Chronos, the root cause of the Hindenburg not withstanding, hydrogen is extremely explosive. I’ve seen an ordinary balloon of hydrogen ignited, about thirty feet away, and I was amazed at the concussion. I don’t know what would cause a spark to set it off–but helium is easier to get anyway, isn’t it?

      • Hydrogen, helium, nitrogen, oxygen, CO2 and argon are available on-hand at any decent welding shop, they aren’t difficult to get at all. Welding shops also often serve as outlets for other scientific gases such as those used for constructing neon lighting.
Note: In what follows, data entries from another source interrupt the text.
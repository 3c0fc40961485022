use anyhow::{Context, Result};

use super::ComputeLimits;

/// Initialization parameters for the GPU layer.
///
/// Shared by the windowed [`Gpu`](super::Gpu) and [`HeadlessGpu`](super::HeadlessGpu);
/// surface fields are ignored when there is no surface.
#[derive(Debug, Clone)]
pub struct GpuInit {
    /// Prefer an sRGB surface format when available.
    pub prefer_srgb: bool,

    /// Present mode (swap behavior).
    pub present_mode: wgpu::PresentMode,

    /// Optional alpha mode preference for the surface.
    ///
    /// If provided but unsupported on the current surface, a supported mode is selected.
    pub alpha_mode: Option<wgpu::CompositeAlphaMode>,

    /// Adapter selection hint.
    pub power_preference: wgpu::PowerPreference,

    /// Required wgpu features.
    pub required_features: wgpu::Features,

    /// Limits requested from the adapter/device.
    ///
    /// The defaults already cover compute shaders and storage textures.
    pub required_limits: wgpu::Limits,

    /// Desired maximum frame latency for the surface. A hint only.
    pub desired_maximum_frame_latency: u32,
}

impl Default for GpuInit {
    fn default() -> Self {
        Self {
            prefer_srgb: true,
            present_mode: wgpu::PresentMode::Fifo,
            alpha_mode: None,
            power_preference: wgpu::PowerPreference::HighPerformance,
            required_features: wgpu::Features::empty(),
            required_limits: wgpu::Limits::default(),
            desired_maximum_frame_latency: 2,
        }
    }
}

pub(crate) fn create_instance() -> wgpu::Instance {
    wgpu::Instance::new(&wgpu::InstanceDescriptor {
        backends: wgpu::Backends::all(),
        ..Default::default()
    })
}

/// Requests the logical device and reports what the adapter offers.
pub(crate) async fn request_device(
    adapter: &wgpu::Adapter,
    init: &GpuInit,
) -> Result<(wgpu::Device, wgpu::Queue)> {
    let info = adapter.get_info();
    log::info!(
        "adapter: {} ({:?}, {:?})",
        info.name,
        info.backend,
        info.device_type
    );

    let (device, queue) = adapter
        .request_device(&wgpu::DeviceDescriptor {
            label: Some("rgl device"),
            required_features: init.required_features,
            required_limits: init.required_limits.clone(),
            experimental_features: wgpu::ExperimentalFeatures::disabled(),
            memory_hints: wgpu::MemoryHints::Performance,
            trace: wgpu::Trace::Off,
        })
        .await
        .context("failed to create wgpu device/queue")?;

    ComputeLimits::from_limits(&device.limits()).log();

    Ok((device, queue))
}
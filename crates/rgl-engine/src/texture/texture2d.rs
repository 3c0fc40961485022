use super::error::check_extent;
use super::{SampledTexture, TextureError};

/// Immutable sampled RGBA8 texture (sRGB), uploaded once.
pub struct Texture2d {
    texture: wgpu::Texture,
    view: wgpu::TextureView,
    width: u32,
    height: u32,
}

impl Texture2d {
    /// Uploads tightly packed RGBA8 rows.
    pub fn from_rgba8(
        device: &wgpu::Device,
        queue: &wgpu::Queue,
        width: u32,
        height: u32,
        pixels: &[u8],
    ) -> Result<Self, TextureError> {
        check_extent(device, width, height)?;
        let expected = width as usize * height as usize * 4;
        if pixels.len() != expected {
            return Err(TextureError::SizeMismatch {
                expected,
                actual: pixels.len(),
            });
        }

        let size = wgpu::Extent3d {
            width,
            height,
            depth_or_array_layers: 1,
        };
        let texture = device.create_texture(&wgpu::TextureDescriptor {
            label: Some("rgl texture"),
            size,
            mip_level_count: 1,
            sample_count: 1,
            dimension: wgpu::TextureDimension::D2,
            format: wgpu::TextureFormat::Rgba8UnormSrgb,
            usage: wgpu::TextureUsages::TEXTURE_BINDING | wgpu::TextureUsages::COPY_DST,
            view_formats: &[],
        });

        queue.write_texture(
            wgpu::TexelCopyTextureInfo {
                texture: &texture,
                mip_level: 0,
                origin: wgpu::Origin3d::ZERO,
                aspect: wgpu::TextureAspect::All,
            },
            pixels,
            wgpu::TexelCopyBufferLayout {
                offset: 0,
                bytes_per_row: Some(width * 4),
                rows_per_image: Some(height),
            },
            size,
        );

        let view = texture.create_view(&wgpu::TextureViewDescriptor::default());
        log::debug!("texture {width}x{height} uploaded");

        Ok(Self {
            texture,
            view,
            width,
            height,
        })
    }

    /// 1x1 opaque white, for shaders that always sample a texture.
    pub fn white(device: &wgpu::Device, queue: &wgpu::Queue) -> Result<Self, TextureError> {
        Self::from_rgba8(device, queue, 1, 1, &[255; 4])
    }

    #[inline]
    pub fn size(&self) -> (u32, u32) {
        (self.width, self.height)
    }

    pub fn texture(&self) -> &wgpu::Texture {
        &self.texture
    }
}

impl SampledTexture for Texture2d {
    fn view(&self) -> &wgpu::TextureView {
        &self.view
    }
}

impl Drop for Texture2d {
    fn drop(&mut self) {
        log::trace!("texture {}x{}: released", self.width, self.height);
        self.texture.destroy();
    }
}

#[cfg(test)]
mod tests {
    use super::*;
    use crate::device::HeadlessGpu;

    #[test]
    fn pixel_count_must_match() {
        let Some(gpu) = HeadlessGpu::for_test() else {
            return;
        };
        let err = Texture2d::from_rgba8(gpu.device(), gpu.queue(), 2, 2, &[0; 15]).err();
        assert_eq!(
            err,
            Some(TextureError::SizeMismatch {
                expected: 16,
                actual: 15
            })
        );
    }

    #[test]
    fn white_is_one_pixel() {
        let Some(gpu) = HeadlessGpu::for_test() else {
            return;
        };
        let tex = Texture2d::white(gpu.device(), gpu.queue()).unwrap();
        assert_eq!(tex.size(), (1, 1));
    }
}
  • “Explosion” is a slippery term.

    Regardless of that, oxygen and hydrogen are used to gas-weld aluminum. The mix burns very faint blue at about 5400 degrees F, where oxyacetylene burns at 6300 degrees. The hydrogen would have been difficult to see burning under the circumstances, much less from grainy B&W film decades later. As I heard, the Hindy was coated with acetone/oil-based varnish (which certainly is flammable) but the hydrogen didn’t exactly help slow things down in the “burning” department.
    ~
      • A bunch of helium balloons could make you feel “lighter”. Could be fun to play with for a day, but I dunno if I’d have the nads to tie enough on to fly away (–I live too close to a military base to be flying around without official permission).